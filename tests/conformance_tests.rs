#![cfg(test)]

use std::sync::{Arc, Mutex};

use fuzz_shape::error::TranscodeError;
use fuzz_shape::harness::{FuzzTarget, ReplayReport, SeedReplayEngine, TargetConfig, Ticket};
use fuzz_shape::primitives::{Field, FieldShape, ShapeNode, StructuredValue};
use fuzz_shape::testing::{init_tracing, Batch, Holder, Pair, Parent, Sealed};
use fuzz_shape::transcode::{FlatParam, ParamType};
use fuzz_shape::types::{ScalarType, ScalarValue};

// --- Helpers ---

fn text(v: &str) -> ScalarValue {
    ScalarValue::Text(v.to_string())
}

/// Runs a typed target and collects every argument list the test function saw.
fn collect<A>(target: FuzzTarget<SeedReplayEngine>) -> (ReplayReport, Vec<A>)
where
    A: fuzz_shape::ArgList + Clone + Send + 'static,
{
    let seen: Arc<Mutex<Vec<A>>> = Arc::new(Mutex::new(Vec::new()));
    let sink = Arc::clone(&seen);
    let report = target
        .fuzz(move |_t: &mut Ticket, args: A| {
            sink.lock().unwrap().push(args);
        })
        .unwrap();
    let seen = seen.lock().unwrap().clone();
    (report, seen)
}

fn even(n: i64) -> bool {
    n % 2 == 0
}

// --- Records ---

#[test]
fn test_record_seeds_expose_leaf_signature() {
    init_tracing();
    let engine = SeedReplayEngine::new().with_input(vec![ScalarValue::I64(7), text("x")]);
    let mut target = FuzzTarget::new(engine);
    target.add((Pair::new(1, "hallo"),)).unwrap();
    target.add((Pair::new(2, "bye"),)).unwrap();

    let (report, seen) = collect::<(Pair,)>(target);

    assert_eq!(
        report.signature.params(),
        &[FlatParam::Context, FlatParam::Scalar(ScalarType::I64), FlatParam::Scalar(ScalarType::Text)]
    );
    assert_eq!(report.runs(), 3);
    assert_eq!(report.desyncs().count(), 0);
    assert_eq!(seen, vec![(Pair::new(1, "hallo"),), (Pair::new(2, "bye"),), (Pair::new(7, "x"),)]);
}

#[test]
fn test_nested_records_report_assertion_failures() {
    init_tracing();
    let mut target = FuzzTarget::new(SeedReplayEngine::new());
    target
        .add((Parent { child1: Pair::new(1, "hallo"), child2: Pair::new(2, "bye") },))
        .unwrap();
    target
        .add((Parent { child1: Pair::new(4, "a"), child2: Pair::new(3, "b") },))
        .unwrap();

    let report = target
        .fuzz(|t: &mut Ticket, (parent,): (Parent,)| {
            if !even(parent.child1.first) {
                t.error(format!("child1.first is odd: {}", parent.child1.first));
            }
        })
        .unwrap();

    assert_eq!(report.signature.arity(), 4);
    let failed: Vec<u64> = report.failures().map(|o| o.run).collect();
    assert_eq!(failed, vec![0]);
    assert_eq!(report.outcomes[0].failures, vec!["child1.first is odd: 1".to_string()]);
    assert!(report.outcomes[0].desync.is_none());
}

#[test]
fn test_multiple_parameters_share_one_tuple() {
    let engine = SeedReplayEngine::new().with_input(vec![
        ScalarValue::F64(0.5),
        ScalarValue::F64(1.5),
        ScalarValue::Bool(true),
        ScalarValue::I64(9),
        text("z"),
    ]);
    let mut target = FuzzTarget::new(engine);
    target.add((Holder { x1: 1.0, x2: 2.0 }, false, Pair::new(0, ""))).unwrap();

    let (report, seen) = collect::<(Holder, bool, Pair)>(target);
    assert_eq!(report.signature.arity(), 5);
    assert_eq!(seen[1], (Holder { x1: 0.5, x2: 1.5 }, true, Pair::new(9, "z")));
}

#[test]
fn test_no_seeds_without_sequences() {
    let engine = SeedReplayEngine::new().with_input(vec![ScalarValue::I64(4), ScalarValue::U8(1)]);
    let target = FuzzTarget::new(engine);
    let (report, seen) = collect::<(i64, u8)>(target);
    assert_eq!(report.runs(), 1);
    assert_eq!(seen, vec![(4, 1)]);
}

// --- Sequences ---

#[test]
fn test_nested_sequences_reconstruct_from_spans() {
    init_tracing();
    let engine = SeedReplayEngine::new().with_input((5..=8).map(ScalarValue::I64).collect());
    let mut target = FuzzTarget::new(engine);
    target.add((vec![vec![1i64, 2], vec![3, 4]],)).unwrap();

    let (report, seen) = collect::<(Vec<Vec<i64>>,)>(target);
    assert_eq!(report.signature.arity(), 4);
    assert_eq!(seen, vec![(vec![vec![1, 2], vec![3, 4]],), (vec![vec![5, 6], vec![7, 8]],)]);
}

#[test]
fn test_empty_sequences_round_trip() {
    let mut target = FuzzTarget::new(SeedReplayEngine::new());
    target.add((Vec::<i32>::new(), vec![Vec::<u16>::new(), Vec::new()], 3u8)).unwrap();

    let (report, seen) = collect::<(Vec<i32>, Vec<Vec<u16>>, u8)>(target);
    assert_eq!(report.signature.arity(), 1);
    assert_eq!(seen, vec![(vec![], vec![vec![], vec![]], 3)]);
}

#[test]
fn test_records_inside_sequences() {
    let batch = Batch {
        id: 11,
        pairs: vec![Pair::new(1, "a"), Pair::new(2, "b")],
        grid: vec![vec![1], vec![], vec![2, 3]],
        flag: true,
    };
    let mut target = FuzzTarget::new(SeedReplayEngine::new());
    target.add((batch.clone(),)).unwrap();

    let (report, seen) = collect::<(Batch,)>(target);
    // id, two pairs of two leaves, three grid cells, flag.
    assert_eq!(report.signature.arity(), 1 + 4 + 3 + 1);
    assert_eq!(seen, vec![(batch,)]);
}

#[test]
fn test_sequence_lengths_may_differ_latest_seed_wins() {
    init_tracing();
    let mut target = FuzzTarget::new(SeedReplayEngine::new());
    target.add((vec![1i64, 2],)).unwrap();
    target.add((vec![1i64, 2, 3],)).unwrap();

    let (report, seen) = collect::<(Vec<i64>,)>(target);
    assert_eq!(report.signature.arity(), 3);
    let desynced: Vec<u64> = report.desyncs().map(|o| o.run).collect();
    assert_eq!(desynced, vec![0]);
    assert!(matches!(report.outcomes[0].desync, Some(TranscodeError::ShapeDesync(_))));
    assert_eq!(seen, vec![(vec![1, 2, 3],)]);
}

#[derive(Clone, Default)]
struct LogCapture(Arc<Mutex<Vec<u8>>>);

impl std::io::Write for LogCapture {
    fn write(&mut self, buf: &[u8]) -> std::io::Result<usize> {
        self.0.lock().unwrap().extend_from_slice(buf);
        Ok(buf.len())
    }

    fn flush(&mut self) -> std::io::Result<()> {
        Ok(())
    }
}

#[test]
fn test_superseded_spans_are_warned() {
    let capture = LogCapture::default();
    let writer = capture.clone();
    let subscriber = tracing_subscriber::fmt()
        .with_writer(move || writer.clone())
        .with_max_level(tracing::Level::WARN)
        .with_ansi(false)
        .finish();

    tracing::subscriber::with_default(subscriber, || {
        let mut target = FuzzTarget::new(SeedReplayEngine::new());
        target.add((vec![1i64],)).unwrap();
        target.add((vec![1i64, 2],)).unwrap();
    });

    let logs = String::from_utf8(capture.0.lock().unwrap().clone()).unwrap();
    assert!(logs.contains("WARN"), "{}", logs);
    assert!(logs.contains("sequence spans superseded by newer seed"), "{}", logs);
}

#[test]
fn test_strict_seeds_reject_differing_lengths() {
    let config = TargetConfig { strict_seeds: true };
    let mut target = FuzzTarget::with_config(SeedReplayEngine::new(), config);
    target.add((vec![1i64, 2],)).unwrap();
    target.add((vec![1i64, 2, 3],)).unwrap();

    let err = target.fuzz(|_t: &mut Ticket, _args: (Vec<i64>,)| {}).unwrap_err();
    assert!(matches!(err, TranscodeError::ShapeMismatch(_)));
}

#[test]
fn test_no_seeds_with_sequence_fails_setup() {
    let target = FuzzTarget::new(SeedReplayEngine::new());
    let err = target.fuzz(|_t: &mut Ticket, _args: (Vec<i64>,)| {}).unwrap_err();
    assert!(matches!(err, TranscodeError::ShapeMismatch(_)));
}

// --- Setup errors ---

#[test]
fn test_private_field_is_unsupported() {
    let mut target = FuzzTarget::new(SeedReplayEngine::new());
    assert_eq!(
        target.add((Sealed::new(1, 2),)).unwrap_err(),
        TranscodeError::UnsupportedField { record: "Sealed".into(), field: "closed".into() }
    );

    let target = FuzzTarget::new(SeedReplayEngine::new());
    let err = target.fuzz(|_t: &mut Ticket, _args: (Sealed,)| {}).unwrap_err();
    assert!(matches!(err, TranscodeError::UnsupportedField { .. }));
}

#[test]
fn test_seed_record_arity_mismatch() {
    let record = |n: i64| {
        StructuredValue::record(
            "R",
            (0..n).map(|i| Field::new(format!("f{}", i), StructuredValue::scalar(i))).collect(),
        )
    };
    let mut target = FuzzTarget::new(SeedReplayEngine::new());
    target.add_values(&[record(2)]).unwrap();
    let err = target.add_values(&[record(3)]).unwrap_err();
    assert!(matches!(err, TranscodeError::ShapeMismatch(_)));
}

#[test]
fn test_seeds_must_match_declared_parameters() {
    let mut target = FuzzTarget::new(SeedReplayEngine::new());
    target.add((Pair::new(1, "a"),)).unwrap();
    let err = target.fuzz(|_t: &mut Ticket, _args: (Holder,)| {}).unwrap_err();
    assert!(matches!(err, TranscodeError::ShapeMismatch(_)));
}

#[test]
fn test_untyped_signature_validation() {
    let target = FuzzTarget::new(SeedReplayEngine::new());
    let err = target
        .fuzz_values(&[ParamType::Value(ShapeNode::Scalar(ScalarType::I64))], |_t, _args| {})
        .unwrap_err();
    assert!(matches!(err, TranscodeError::InvalidSignature(_)));

    let target = FuzzTarget::new(SeedReplayEngine::new());
    assert!(matches!(target.fuzz_values(&[], |_t, _args| {}), Err(TranscodeError::InvalidSignature(_))));
}

#[test]
fn test_untyped_target_runs() {
    let shape = ShapeNode::record("Point", vec![FieldShape::new("x", ShapeNode::Scalar(ScalarType::I32))]);
    let point = |x: i32| StructuredValue::record("Point", vec![Field::new("x", StructuredValue::scalar(x))]);

    let engine = SeedReplayEngine::new().with_input(vec![ScalarValue::I32(-3)]);
    let mut target = FuzzTarget::new(engine);
    target.add_values(&[point(5)]).unwrap();

    let seen = Arc::new(Mutex::new(Vec::new()));
    let sink = Arc::clone(&seen);
    let report = target
        .fuzz_values(&[ParamType::Context, ParamType::Value(shape)], move |_t, args| {
            sink.lock().unwrap().push(args);
        })
        .unwrap();
    assert_eq!(report.runs(), 2);
    assert_eq!(*seen.lock().unwrap(), vec![vec![point(5)], vec![point(-3)]]);
}

// --- Per-invocation failures ---

#[test]
fn test_wrong_kind_input_desyncs_without_calling() {
    let engine = SeedReplayEngine::new()
        .with_input(vec![text("x"), ScalarValue::I64(1)])
        .with_input(vec![ScalarValue::I64(1)]);
    let mut target = FuzzTarget::new(engine);
    target.add((Pair::new(1, "a"),)).unwrap();

    let (report, seen) = collect::<(Pair,)>(target);
    assert_eq!(report.runs(), 3);
    assert_eq!(report.desyncs().count(), 2);
    assert!(report.desyncs().all(|o| o.desync.as_ref().is_some_and(TranscodeError::is_per_invocation)));
    assert_eq!(seen.len(), 1);
}

// --- Configuration ---

#[test]
fn test_target_config_from_json() {
    let default: TargetConfig = serde_json::from_str("{}").unwrap();
    assert_eq!(default, TargetConfig::default());
    let strict: TargetConfig = serde_json::from_str(r#"{"strict_seeds": true}"#).unwrap();
    assert!(strict.strict_seeds);
}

==============================

*WHAT YOU SHOULD DO*. Each line from the one containing "let strict: TargetConfig" to the end of the entries above should be copied exactly, and no other line.

*TASK SOLUTION*.
    let strict: TargetConfig = serde_json::from_str(r#"{"strict_seeds": true}"#).unwrap();
    assert!(strict.strict_seeds);
}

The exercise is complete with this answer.